Work required:
Copy, from the listing, every line in which the string "error" is present.

Data supplied:
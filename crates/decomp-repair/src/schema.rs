//! Schema validation with field-level recovery
//!
//! A payload that matches the expected shape is returned as
//! [`Validated::Valid`]. Anything else goes through a recovery pass that
//! keeps every entry it can identify, defaults or clamps what it can repair,
//! and drops entries that lack identity fields. The outcome is then
//! [`Validated::Recovered`] with a reason describing what was done.

use crate::error::ExtractionError;
use decomp_model::{Gap, GapType, Layer, Severity, Step};
use serde::Deserialize;
use serde_json::{Map, Value};

/// Title, steps and gaps before integrity enforcement and scoring
#[derive(Debug, Clone, PartialEq, Default)]
pub struct DecompositionDraft {
    /// Identifier supplied by the payload, if any
    pub id: Option<String>,
    /// Workflow title
    pub title: String,
    /// Steps in payload order
    pub steps: Vec<Step>,
    /// Gaps in payload order
    pub gaps: Vec<Gap>,
}

impl DecompositionDraft {
    /// Draft with a title and nothing else
    #[must_use]
    pub fn titled(title: impl Into<String>) -> Self {
        Self {
            title: title.into(),
            ..Self::default()
        }
    }
}

/// Outcome of validation
#[derive(Debug, Clone, PartialEq)]
pub enum Validated {
    /// Payload matched the expected shape
    Valid(DecompositionDraft),
    /// Payload needed repair; `partial` is the best-effort result
    Recovered {
        /// Repaired draft
        partial: DecompositionDraft,
        /// What was recovered and why
        reason: String,
    },
}

impl Validated {
    /// Degraded outcome for a response with no extractable JSON
    #[must_use]
    pub fn unextractable(fallback_title: &str, error: &ExtractionError) -> Self {
        Self::Recovered {
            partial: DecompositionDraft::titled(fallback_title),
            reason: error.to_string(),
        }
    }

    /// Whether recovery was needed
    #[inline]
    #[must_use]
    pub fn is_partial(&self) -> bool {
        matches!(self, Self::Recovered { .. })
    }

    /// Recovery reason, if any
    #[inline]
    #[must_use]
    pub fn reason(&self) -> Option<&str> {
        match self {
            Self::Valid(_) => None,
            Self::Recovered { reason, .. } => Some(reason),
        }
    }

    /// Borrow the draft
    #[inline]
    #[must_use]
    pub fn draft(&self) -> &DecompositionDraft {
        match self {
            Self::Valid(draft) | Self::Recovered { partial: draft, .. } => draft,
        }
    }

    /// Take the draft
    #[inline]
    #[must_use]
    pub fn into_draft(self) -> DecompositionDraft {
        match self {
            Self::Valid(draft) | Self::Recovered { partial: draft, .. } => draft,
        }
    }
}

// `id` is read separately with `identity` so its type never fails the payload
#[derive(Deserialize)]
struct StrictPayload {
    title: String,
    steps: Vec<Step>,
    gaps: Vec<Gap>,
}

/// Validate a payload, recovering field by field on failure
///
/// Never fails: the worst case is an empty draft carrying `fallback_title`.
#[must_use]
pub fn validate_or_recover(payload: Map<String, Value>, fallback_title: &str) -> Validated {
    match check_strict(&payload) {
        Ok(strict) => Validated::Valid(DecompositionDraft {
            id: payload.get("id").and_then(identity),
            title: strict.title,
            steps: strict.steps,
            gaps: strict.gaps,
        }),
        Err(violation) => {
            let mut recovery = Recovery::default();
            let partial = recovery.run(&payload, fallback_title);
            let reason = recovery.reason(&violation);
            tracing::warn!(
                steps = partial.steps.len(),
                gaps = partial.gaps.len(),
                reason = %reason,
                "payload failed schema validation, recovered partial decomposition"
            );
            metrics::counter!("decomp_schema_recoveries_total").increment(1);
            Validated::Recovered { partial, reason }
        }
    }
}

fn check_strict(payload: &Map<String, Value>) -> Result<StrictPayload, String> {
    let mut strict: StrictPayload =
        serde_json::from_value(Value::Object(payload.clone())).map_err(|e| e.to_string())?;
    trim_identities(&mut strict);

    if let Some(step) = strict.steps.iter().find(|s| s.automation_score > 100) {
        return Err(format!(
            "automationScore {} out of range on step '{}'",
            step.automation_score, step.id
        ));
    }
    if let Some(step) = strict
        .steps
        .iter()
        .find(|s| s.id.trim().is_empty() || s.name.trim().is_empty())
    {
        return Err(format!("step '{}' has an empty id or name", step.id));
    }

    Ok(strict)
}

/// Trim step ids and references the way `identity` does on recovery
fn trim_identities(strict: &mut StrictPayload) {
    fn trim_in_place(id: &mut String) {
        let trimmed = id.trim();
        if trimmed.len() != id.len() {
            *id = trimmed.to_string();
        }
    }

    for step in &mut strict.steps {
        trim_in_place(&mut step.id);
        step.dependencies.iter_mut().for_each(trim_in_place);
    }
    for gap in &mut strict.gaps {
        gap.step_ids.iter_mut().for_each(trim_in_place);
    }
}

/// Counters describing one recovery pass
#[derive(Debug, Default)]
struct Recovery {
    title_defaulted: bool,
    steps_missing: bool,
    gaps_missing: bool,
    steps_dropped: usize,
    gaps_dropped: usize,
    layers_defaulted: usize,
    scores_clamped: usize,
    scores_defaulted: usize,
    gap_text_defaulted: usize,
    severities_defaulted: usize,
    list_members_dropped: usize,
}

impl Recovery {
    fn run(&mut self, payload: &Map<String, Value>, fallback_title: &str) -> DecompositionDraft {
        let title = match payload.get("title").and_then(non_empty_str) {
            Some(title) => title.to_string(),
            None => {
                self.title_defaulted = true;
                fallback_title.to_string()
            }
        };

        let steps = match payload.get("steps").and_then(Value::as_array) {
            Some(raw_steps) => raw_steps
                .iter()
                .filter_map(|raw| {
                    let step = self.recover_step(raw);
                    if step.is_none() {
                        self.steps_dropped += 1;
                    }
                    step
                })
                .collect(),
            None => {
                self.steps_missing = true;
                Vec::new()
            }
        };

        let gaps = match payload.get("gaps").and_then(Value::as_array) {
            Some(raw_gaps) => raw_gaps
                .iter()
                .filter_map(|raw| {
                    let gap = self.recover_gap(raw);
                    if gap.is_none() {
                        self.gaps_dropped += 1;
                    }
                    gap
                })
                .collect(),
            None => {
                self.gaps_missing = true;
                Vec::new()
            }
        };

        DecompositionDraft {
            id: payload.get("id").and_then(identity),
            title,
            steps,
            gaps,
        }
    }

    fn recover_step(&mut self, raw: &Value) -> Option<Step> {
        let obj = raw.as_object()?;
        let id = obj.get("id").and_then(identity)?;
        let name = obj.get("name").and_then(non_empty_str)?.to_string();

        let layer = match obj.get("layer").and_then(Value::as_str).map(str::parse::<Layer>) {
            Some(Ok(layer)) => layer,
            _ => {
                self.layers_defaulted += 1;
                Layer::default()
            }
        };

        let automation_score = self.recover_score(obj.get("automationScore"));

        Some(Step {
            id,
            name,
            description: text_or_empty(obj.get("description")),
            owner: obj
                .get("owner")
                .and_then(Value::as_str)
                .map(ToString::to_string),
            layer,
            inputs: self.string_list(obj.get("inputs")),
            outputs: self.string_list(obj.get("outputs")),
            tools: self.string_list(obj.get("tools")),
            automation_score,
            dependencies: self.identity_list(obj.get("dependencies")),
        })
    }

    fn recover_score(&mut self, raw: Option<&Value>) -> u8 {
        let numeric = match raw {
            Some(Value::Number(n)) => n.as_f64(),
            Some(Value::String(s)) => s.trim().parse::<f64>().ok(),
            _ => None,
        };

        match numeric {
            Some(score) if score.is_finite() => {
                let rounded = score.round();
                let clamped = rounded.clamp(0.0, 100.0);
                if (clamped - score).abs() > f64::EPSILON || !matches!(raw, Some(Value::Number(_))) {
                    self.scores_clamped += 1;
                }
                // clamped to [0, 100] above
                clamped as u8
            }
            _ => {
                self.scores_defaulted += 1;
                0
            }
        }
    }

    fn recover_gap(&mut self, raw: &Value) -> Option<Gap> {
        let obj = raw.as_object()?;
        let gap_type = obj
            .get("type")
            .and_then(Value::as_str)?
            .parse::<GapType>()
            .ok()?;

        let severity = match obj.get("severity").and_then(Value::as_str).map(str::parse::<Severity>) {
            Some(Ok(severity)) => severity,
            _ => {
                self.severities_defaulted += 1;
                Severity::default()
            }
        };

        for field in ["description", "suggestion"] {
            if !obj.get(field).is_some_and(Value::is_string) {
                self.gap_text_defaulted += 1;
            }
        }

        Some(Gap {
            gap_type,
            severity,
            step_ids: self.identity_list(obj.get("stepIds")),
            description: text_or_empty(obj.get("description")),
            suggestion: text_or_empty(obj.get("suggestion")),
            confidence: obj.get("confidence").and_then(Value::as_f64),
            time_waste: obj.get("timeWaste").and_then(scalar_text),
            effort_level: obj.get("effortLevel").and_then(scalar_text),
            impacted_roles: self.string_list(obj.get("impactedRoles")),
        })
    }

    fn string_list(&mut self, raw: Option<&Value>) -> Vec<String> {
        let Some(items) = raw.and_then(Value::as_array) else {
            return Vec::new();
        };
        let kept: Vec<String> = items
            .iter()
            .filter_map(Value::as_str)
            .map(ToString::to_string)
            .collect();
        self.list_members_dropped += items.len() - kept.len();
        kept
    }

    fn identity_list(&mut self, raw: Option<&Value>) -> Vec<String> {
        let Some(items) = raw.and_then(Value::as_array) else {
            return Vec::new();
        };
        let kept: Vec<String> = items.iter().filter_map(identity).collect();
        self.list_members_dropped += items.len() - kept.len();
        kept
    }

    fn reason(&self, violation: &str) -> String {
        let mut parts = vec![format!("Schema validation failed ({violation})")];

        let mut note = |count: usize, what: &str| {
            if count > 0 {
                parts.push(format!("{what} on {count} entr{}", if count == 1 { "y" } else { "ies" }));
            }
        };
        note(self.steps_dropped, "dropped step missing id or name");
        note(self.gaps_dropped, "dropped gap missing a known type");
        note(self.layers_defaulted, "defaulted layer to human");
        note(self.scores_clamped, "clamped automationScore");
        note(self.scores_defaulted, "defaulted missing automationScore to 0");
        note(self.severities_defaulted, "defaulted severity to medium");
        note(self.gap_text_defaulted, "defaulted missing gap description/suggestion");
        note(self.list_members_dropped, "dropped non-string list member");

        if self.title_defaulted {
            parts.push("used fallback title".to_string());
        }
        if self.steps_missing {
            parts.push("steps missing".to_string());
        }
        if self.gaps_missing {
            parts.push("gaps missing".to_string());
        }

        parts.join("; ")
    }
}

fn non_empty_str(value: &Value) -> Option<&str> {
    value.as_str().map(str::trim).filter(|s| !s.is_empty())
}

/// Identifier from a string or number
fn identity(value: &Value) -> Option<String> {
    match value {
        Value::String(s) => Some(s.trim())
            .filter(|s| !s.is_empty())
            .map(ToString::to_string),
        Value::Number(n) => Some(n.to_string()),
        _ => None,
    }
}

fn scalar_text(value: &Value) -> Option<String> {
    match value {
        Value::String(s) => Some(s.clone()),
        Value::Number(n) => Some(n.to_string()),
        _ => None,
    }
}

fn text_or_empty(value: Option<&Value>) -> String {
    value
        .and_then(Value::as_str)
        .map(ToString::to_string)
        .unwrap_or_default()
}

Reply to the exercise:
use crate::error::ExtractionError;
    pub fn unextractable(fallback_title: &str, error: &ExtractionError) -> Self {
            reason: error.to_string(),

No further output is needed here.